Di atas Gamma Draconis... Ice Dragon perlahan mengepakkan puluhan sayapnya.
*FWOOM! *
Gelombang udara dingin menyebar ke seluruh langit Draco. Tubuh raksasanya bergerak melintasi ruang angkasa. Bayangannya bahkan hampir menutupi sebagian besar wilayah Gamma Draconis. Para prajurit dari berbagai armada hanya bisa memandang dengan takjub.
Zyron menatap ke atas. Ia menyadari perbedaan kekuatan mereka. Ice Dragon jauh lebih besar darinya. Dan dari tekanan energi yang dipancarkan makhluk itu... Zyron tahu dirinya tidak akan mudah menang. "Jadi ini kekuatan yang kau panggil..."

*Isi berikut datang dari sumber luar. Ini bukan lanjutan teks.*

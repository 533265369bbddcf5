use std::sync::Arc;

use domain::{
    ClientMessageId, Conversation, ConversationId, DomainError, Message, MessageId, MessageText,
    ParticipantPair, UserId,
};

use crate::{
    clock::Clock,
    error::ApplicationError,
    repository::{AppendOutcome, ConversationRepository, MessageRepository},
    services::ConversationService,
};

pub struct MessageServiceDependencies {
    pub conversation_repository: Arc<dyn ConversationRepository>,
    pub message_repository: Arc<dyn MessageRepository>,
    pub conversation_service: Arc<ConversationService>,
    pub clock: Arc<dyn Clock>,
    pub max_message_length: usize,
}

#[derive(Debug, Clone)]
pub struct AppendMessageRequest {
    pub conversation_id: ConversationId,
    pub sender_id: UserId,
    pub receiver_id: UserId,
    pub text: String,
    pub client_message_id: Option<ClientMessageId>,
}

/// 按参与者对发送，发送者必须是已校验的身份
#[derive(Debug, Clone)]
pub struct SendDirectMessageRequest {
    pub sender_id: UserId,
    pub receiver_id: String,
    pub text: String,
    pub client_message_id: Option<ClientMessageId>,
    /// 客户端认为消息所属的会话；与解析结果不一致时拒绝
    pub expected_conversation: Option<ConversationId>,
}

/// 消息日志：会话内按时间排序、只追加的消息序列
pub struct MessageService {
    deps: MessageServiceDependencies,
}

impl MessageService {
    pub fn new(deps: MessageServiceDependencies) -> Self {
        Self { deps }
    }

    pub async fn append_message(
        &self,
        request: AppendMessageRequest,
    ) -> Result<AppendOutcome, ApplicationError> {
        let text = self.validate_text(request.text)?;
        let conversation = self
            .deps
            .conversation_repository
            .find_by_id(request.conversation_id)
            .await?
            .ok_or_else(|| DomainError::not_found("conversation"))?;

        self.persist(
            &conversation,
            request.sender_id,
            request.receiver_id,
            text,
            request.client_message_id,
        )
        .await
    }

    /// 按时间戳升序返回会话内全部消息；无游标状态，可重复调用
    pub async fn list_messages(
        &self,
        conversation_id: ConversationId,
    ) -> Result<Vec<Message>, ApplicationError> {
        Ok(self
            .deps
            .message_repository
            .list_by_conversation(conversation_id)
            .await?)
    }

    /// 解析（或创建）发送者与接收者之间的会话后追加消息。
    ///
    /// 校验失败时不会创建会话，也不会写入任何消息。
    pub async fn send_direct(
        &self,
        request: SendDirectMessageRequest,
    ) -> Result<AppendOutcome, ApplicationError> {
        let text = self.validate_text(request.text)?;
        let receiver_id = UserId::parse(request.receiver_id)?;

        let resolved = self
            .deps
            .conversation_service
            .resolve(&request.sender_id, &receiver_id)
            .await?;

        if let Some(expected) = request.expected_conversation {
            if expected != resolved.conversation.id {
                return Err(DomainError::ParticipantMismatch.into());
            }
        }

        self.persist(
            &resolved.conversation,
            request.sender_id,
            receiver_id,
            text,
            request.client_message_id,
        )
        .await
    }

    /// 将调用者与 `other_user_id` 之间会话里发给调用者的消息标记为已读
    pub async fn mark_read(
        &self,
        reader: &UserId,
        other_user_id: &str,
    ) -> Result<u64, ApplicationError> {
        let other = UserId::parse(other_user_id)?;
        let participants = ParticipantPair::new(reader.clone(), other)?;
        let conversation = self
            .deps
            .conversation_repository
            .find_by_participants(&participants)
            .await?
            .ok_or_else(|| DomainError::not_found("conversation"))?;

        let updated = self
            .deps
            .message_repository
            .mark_read(conversation.id, reader)
            .await?;
        tracing::debug!(conversation_id = %conversation.id, reader = %reader, updated, "messages marked read");
        Ok(updated)
    }

    fn validate_text(&self, text: String) -> Result<MessageText, ApplicationError> {
        Ok(MessageText::with_limit(text, self.deps.max_message_length)?)
    }

    async fn persist(
        &self,
        conversation: &Conversation,
        sender_id: UserId,
        receiver_id: UserId,
        text: MessageText,
        client_message_id: Option<ClientMessageId>,
    ) -> Result<AppendOutcome, ApplicationError> {
        let message = Message::new(
            MessageId::new(),
            conversation,
            sender_id,
            receiver_id,
            text,
            self.deps.clock.now(),
            client_message_id,
        )?;

        let outcome = self.deps.message_repository.append(message).await.map_err(|err| {
            tracing::error!(conversation_id = %conversation.id, error = %err, "failed to persist message");
            ApplicationError::from(err)
        })?;

        match &outcome {
            AppendOutcome::Created(message) => tracing::info!(
                conversation_id = %message.conversation_id,
                message_id = %message.id,
                sender_id = %message.sender_id,
                "message persisted"
            ),
            AppendOutcome::Duplicate(message) => tracing::info!(
                conversation_id = %message.conversation_id,
                message_id = %message.id,
                "duplicate send resolved to existing message"
            ),
        }

        Ok(outcome)
    }
}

Zyron mengepakkan keenam sayapnya. Ia tidak mencoba bertarung secara langsung. Ketika Ice Dragon menggerakkan salah satu sayapnya, gelombang es langsung menyapu ruang di sekitarnya. Zyron segera menghindar.
*FWOOSH! *
Serpihan es melewati tubuhnya. Ia berputar dan menghindari serangan berikutnya. Satu demi satu serangan es terus datang. Zyron hanya bisa bergerak cepat. "Kalau aku terus melawannya... Aku yang akan kalah."
Kemudian pandangan Zyron beralih. Storm. Ia melihat Storm melayang tidak jauh dari Arabels dan Napstylea. Tubuh Storm masih terlihat lemah. Zyron langsung mendapatkan sebuah gagasan. "Ice Dragon itu dikendalikan olehnya. Kalau aku menjatuhkan Storm... makhluk itu akan menghilang."
Zyron langsung mengubah arah. Ia meninggalkan Ice Dragon dan melesat menuju Storm.
"Storm!" Arabels langsung terkejut. "Dia datang!" Napstylea mengaktifkan sistem pertahanan armornya.
Sebelum Zyron berhasil mendekat—
*ROOOOOAR! *
Ice Dragon menyadari pergerakannya. Puluhan sayapnya bergerak bersamaan. Tubuh raksasa itu langsung berbalik.
Zyron menoleh. "Apa?!" Rahang Ice Dragon terbuka lebar. Energi es berkumpul di dalam mulutnya.
Zyron langsung mempercepat gerakannya. Namun Ice Dragon sudah berada tepat di belakangnya. Rahang raksasa itu hampir menutup tubuh Zyron.
*KRAAASH! *
Zyron berhasil menghindar pada detik terakhir. Ia segera menjauh. "Makhluk itu..." Zyron menatap Ice Dragon dengan waspada. Ia akhirnya memahami sesuatu. Ice Dragon bukan sekadar senjata. Makhluk itu menjaga Storm sebagai pusat kendalinya. Selama Zyron mencoba mendekati Storm... Ice Dragon akan mengejarnya.
Zyron menggeram. "Jadi kau tidak akan membiarkanku menyentuhnya..."
Ice Dragon kembali menghadap Zyron. Storm yang berada jauh di belakang hanya mengamati. Napasnya masih berat. Namun ia memahami bahwa Ice Dragon telah melakukan tugasnya. Zyron tidak dapat mendekatinya. Ia terpaksa kembali melarikan diri dari serangan naga es tersebut.
Sementara itu... Bayangan Ice Dragon kembali menutupi sebagian Gamma Draconis. Pertarungan kini berubah menjadi pengejaran.